Hey there, We're currently renovating some chicken sheds - and thought I'd post some stuff about it here if anyones interested in looking at something different. 
We currently have 4 sheds that are in need of an upgrade. They are roughly 20 years old. In order to bring them up to date we need to do the following: 
- Remove end rusted walls, and replace with colorbond sandwich panel
- Install evaporative cooling system to replace the old style "misting system"
- Install "tunnel" fans on one end to drive the evaporative cooling
- Upgrade the control board to suit the new fans / cool pads 
On top of that, the roofs on 2 of the sheds are stuffed. We will be removing them along with the insulation, and replacing it with galvanised sheets (rather than the current zinc) new insulation batts, foil, and corflute.  
The sheds are aprox. 120m X 17m. 
Here are some pics of what we have done so far. 
Sheds - Before  
Old Control Room:   
Shed Inside Wall - Old   
Removed End Walls:   
New panel starting to go up:   
End Walls Complete (comparison from old to new)   
New Wall Inside:   
As you can see the place was wet (which made it hard to work) but dried out by the end. This was about about 2 months ago when our last batch went out. We completed the end walls of 3 sheds. The farm is empty again so we are starting the 4th wall this week hopefully. Still waiting on fans to arrive so we can demolish the other ends.

----------


## sundancewfs

That would be perfect as a shed in my backyard!........ Now if I can just convince my wife........
Interesting to see a commercial job instead of the usual residential.  :2thumbsup:

----------


## schembri92

> That would be perfect as a shed in my backyard!.......

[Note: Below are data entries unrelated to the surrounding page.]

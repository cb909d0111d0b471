//! # Database Pool Management
//!
//! Connection pool creation and configuration for SQLite.
//!
//! ## Architecture
//! ```text
//! ┌─────────────────────────────────────────────────────────────────────────┐
//! │                      Database Connection Pool                           │
//! │                                                                         │
//! │  DbConfig::new(path) ← Configure pool settings                         │
//! │       │                                                                 │
//! │       ▼                                                                 │
//! │  Database::new(config).await ← Create pool + run migrations            │
//! │       │                                                                 │
//! │       ├── roster()           RosterRepository (pool-bound)             │
//! │       ├── ledger(&config)    DuesLedger (payment, reversal, reports)   │
//! │       └── begin()            UnitOfWork (one transaction)              │
//! │                                                                         │
//! └─────────────────────────────────────────────────────────────────────────┘
//! ```
//!
//! ## WAL Mode
//! WAL keeps readers off the writer's back: reporting queries run while a
//! payment is being posted. Writers still serialize on the database lock.

use sqlx::sqlite::{SqliteConnectOptions, SqliteJournalMode, SqlitePoolOptions, SqliteSynchronous};
use sqlx::SqlitePool;
use std::path::PathBuf;
use std::str::FromStr;
use std::time::Duration;
use tracing::{debug, info};

use crate::config::LedgerConfig;
use crate::error::{DbError, DbResult};
use crate::ledger::DuesLedger;
use crate::migrations;
use crate::repository::roster::RosterRepository;
use crate::unit_of_work::UnitOfWork;

// =============================================================================
// Configuration
// =============================================================================

/// Database configuration.
///
/// ## Example
/// ```rust,ignore
/// let config = DbConfig::new("/path/to/dues.db")
///     .max_connections(5)
///     .busy_timeout(Duration::from_secs(10));
/// ```
#[derive(Debug, Clone)]
pub struct DbConfig {
    /// Path to the SQLite database file.
    pub database_path: PathBuf,

    /// Maximum number of connections in the pool.
    /// Default: 5
    pub max_connections: u32,

    /// Minimum number of connections to keep alive.
    /// Default: 1
    pub min_connections: u32,

    /// Connection timeout duration.
    /// Default: 30 seconds
    pub connect_timeout: Duration,

    /// Idle timeout before closing a connection.
    /// Default: 10 minutes
    pub idle_timeout: Duration,

    /// How long a writer waits for another writer's lock.
    /// Default: 5 seconds
    pub busy_timeout: Duration,

    /// Whether to run migrations on connect.
    /// Default: true
    pub run_migrations: bool,
}

impl DbConfig {
    /// Creates a new database configuration with the given path.
    ///
    /// The file is created if it doesn't exist.
    pub fn new(path: impl Into<PathBuf>) -> Self {
        DbConfig {
            database_path: path.into(),
            max_connections: 5,
            min_connections: 1,
            connect_timeout: Duration::from_secs(30),
            idle_timeout: Duration::from_secs(600),
            busy_timeout: Duration::from_secs(5),
            run_migrations: true,
        }
    }

    /// Sets the maximum number of connections.
    pub fn max_connections(mut self, max: u32) -> Self {
        self.max_connections = max;
        self
    }

    /// Sets the minimum number of connections.
    pub fn min_connections(mut self, min: u32) -> Self {
        self.min_connections = min;
        self
    }

    /// Sets the connection timeout.
    pub fn connect_timeout(mut self, timeout: Duration) -> Self {
        self.connect_timeout = timeout;
        self
    }

    /// Sets the writer lock wait.
    pub fn busy_timeout(mut self, timeout: Duration) -> Self {
        self.busy_timeout = timeout;
        self
    }

    /// Sets whether to run migrations on connect.
    pub fn run_migrations(mut self, run: bool) -> Self {
        self.run_migrations = run;
        self
    }

    /// Creates an in-memory database configuration (for testing).
    ///
    /// Every unit of work runs on the single connection, so concurrent
    /// callers queue on the pool rather than on the write lock.
    pub fn in_memory() -> Self {
        DbConfig {
            database_path: PathBuf::from(":memory:"),
            max_connections: 1, // In-memory requires single connection
            min_connections: 1,
            connect_timeout: Duration::from_secs(5),
            idle_timeout: Duration::from_secs(60),
            busy_timeout: Duration::from_secs(5),
            run_migrations: true,
        }
    }
}

// =============================================================================
// Database
// =============================================================================

/// Main database handle providing repository and ledger access.
///
/// Cheap to clone; every clone shares the pool.
#[derive(Debug, Clone)]
pub struct Database {
    /// The SQLite connection pool.
    pool: SqlitePool,
}

impl Database {
    /// Creates a new database connection pool.
    ///
    /// 1. Creates the database file if it doesn't exist
    /// 2. Enables WAL, NORMAL synchronous and foreign keys
    /// 3. Creates the connection pool
    /// 4. Runs migrations (if enabled)
    pub async fn new(config: DbConfig) -> DbResult<Self> {
        info!(
            path = %config.database_path.display(),
            "Initializing database connection"
        );

        let connect_url = format!("sqlite://{}?mode=rwc", config.database_path.display());

        let connect_options = SqliteConnectOptions::from_str(&connect_url)
            .map_err(|e| DbError::ConnectionFailed(e.to_string()))?
            .journal_mode(SqliteJournalMode::Wal)
            .synchronous(SqliteSynchronous::Normal)
            // SQLite has them disabled by default
            .foreign_keys(true)
            .busy_timeout(config.busy_timeout)
            .create_if_missing(true);

        debug!("Connection options configured");

        let pool = SqlitePoolOptions::new()
            .max_connections(config.max_connections)
            .min_connections(config.min_connections)
            .acquire_timeout(config.connect_timeout)
            .idle_timeout(Some(config.idle_timeout))
            .connect_with(connect_options)
            .await
            .map_err(|e| DbError::ConnectionFailed(e.to_string()))?;

        info!(
            max_connections = config.max_connections,
            "Database pool created"
        );

        let db = Database { pool };

        if config.run_migrations {
            db.run_migrations().await?;
        }

        Ok(db)
    }

    /// Runs database migrations. Idempotent.
    pub async fn run_migrations(&self) -> DbResult<()> {
        info!("Running database migrations");
        migrations::run_migrations(&self.pool).await?;
        info!("Migrations complete");
        Ok(())
    }

    /// Returns a reference to the connection pool.
    pub fn pool(&self) -> &SqlitePool {
        &self.pool
    }

    /// Opens a unit of work.
    pub async fn begin(&self) -> DbResult<UnitOfWork> {
        UnitOfWork::begin(&self.pool).await
    }

    /// Returns the roster repository.
    pub fn roster(&self) -> RosterRepository {
        RosterRepository::new(self.pool.clone())
    }

    /// Returns the dues ledger service.
    ///
    /// ## Example
    /// ```rust,ignore
    /// let ledger = db.ledger(&LedgerConfig::from_env()?);
    /// let outcome = ledger.mark_paid_single(&member_id, "2026-05", 2).await?;
    /// ```
    pub fn ledger(&self, config: &LedgerConfig) -> DuesLedger {
        DuesLedger::new(self.clone(), config)
    }

    /// Closes the database connection pool.
    pub async fn close(&self) {
        info!("Closing database connection pool");
        self.pool.close().await;
    }

    /// Checks if the database can execute queries.
    pub async fn health_check(&self) -> bool {
        sqlx::query("SELECT 1")
            .execute(&self.pool)
            .await
            .is_ok()
    }
}

// =============================================================================
// Unit Tests
// =============================================================================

  Definitely mate, if you have the room  :Wink:

----------


## jatt

The thing I will never forget the one time I had to catch chooks in one of sheds is the dust.  Much better delivering the day old chicks from the hatchery.

----------


## schembri92

> The thing I will never forget the one time I had to catch chooks in one of sheds is the dust.  Much better delivering the day old chicks from the hatchery.

  Certainly would be mate, but what do I know? I'm just a grower  :Wink:

----------


## greenhj

damn, never thought id see a chook shed reno being documented on the internet lol. 
What town are the sheds in, if you dont mind my asking?

----------


## schembri92

> damn, never thought id see a chook shed reno being documented on the internet lol. 
> What town are the sheds in, if you dont mind my asking?

  Hey mate, sorry for the real late reply. They're around the Pakenham VIC Area.

----------


## schembri92

Just a bit of an update for those interested: 
Rear walls have been completed, as well as the installation of extraction fans on the front wall.  
Installation of fans:    
Centre wall of shed After / Before    
New Arrivals of parts pictured below (Cool pad hardware, Cool Pad's and Roof Insulation)    
More to come!

----------


## wolfbunny

Hi 
Its great to see this! I worked in a crapped out chook layers shed in Belgium years ago. no fans in that place! They are seriously big fans should keep your girls happy :2thumbsup: 
Are you going to free range them in the sheds?

----------


## greenhj

> Hey mate, sorry for the real late reply. They're around the Pakenham VIC Area.

  No worries mate! 
I only ask because there is every chance ive worked in your sheds at some point in the (not quite long enough) past, been in sheds all over vic and a bunch in sa as well (sparky work) and there wouldnt be many in the SE suburbs i havent been in. 
Good luck with the reno!

----------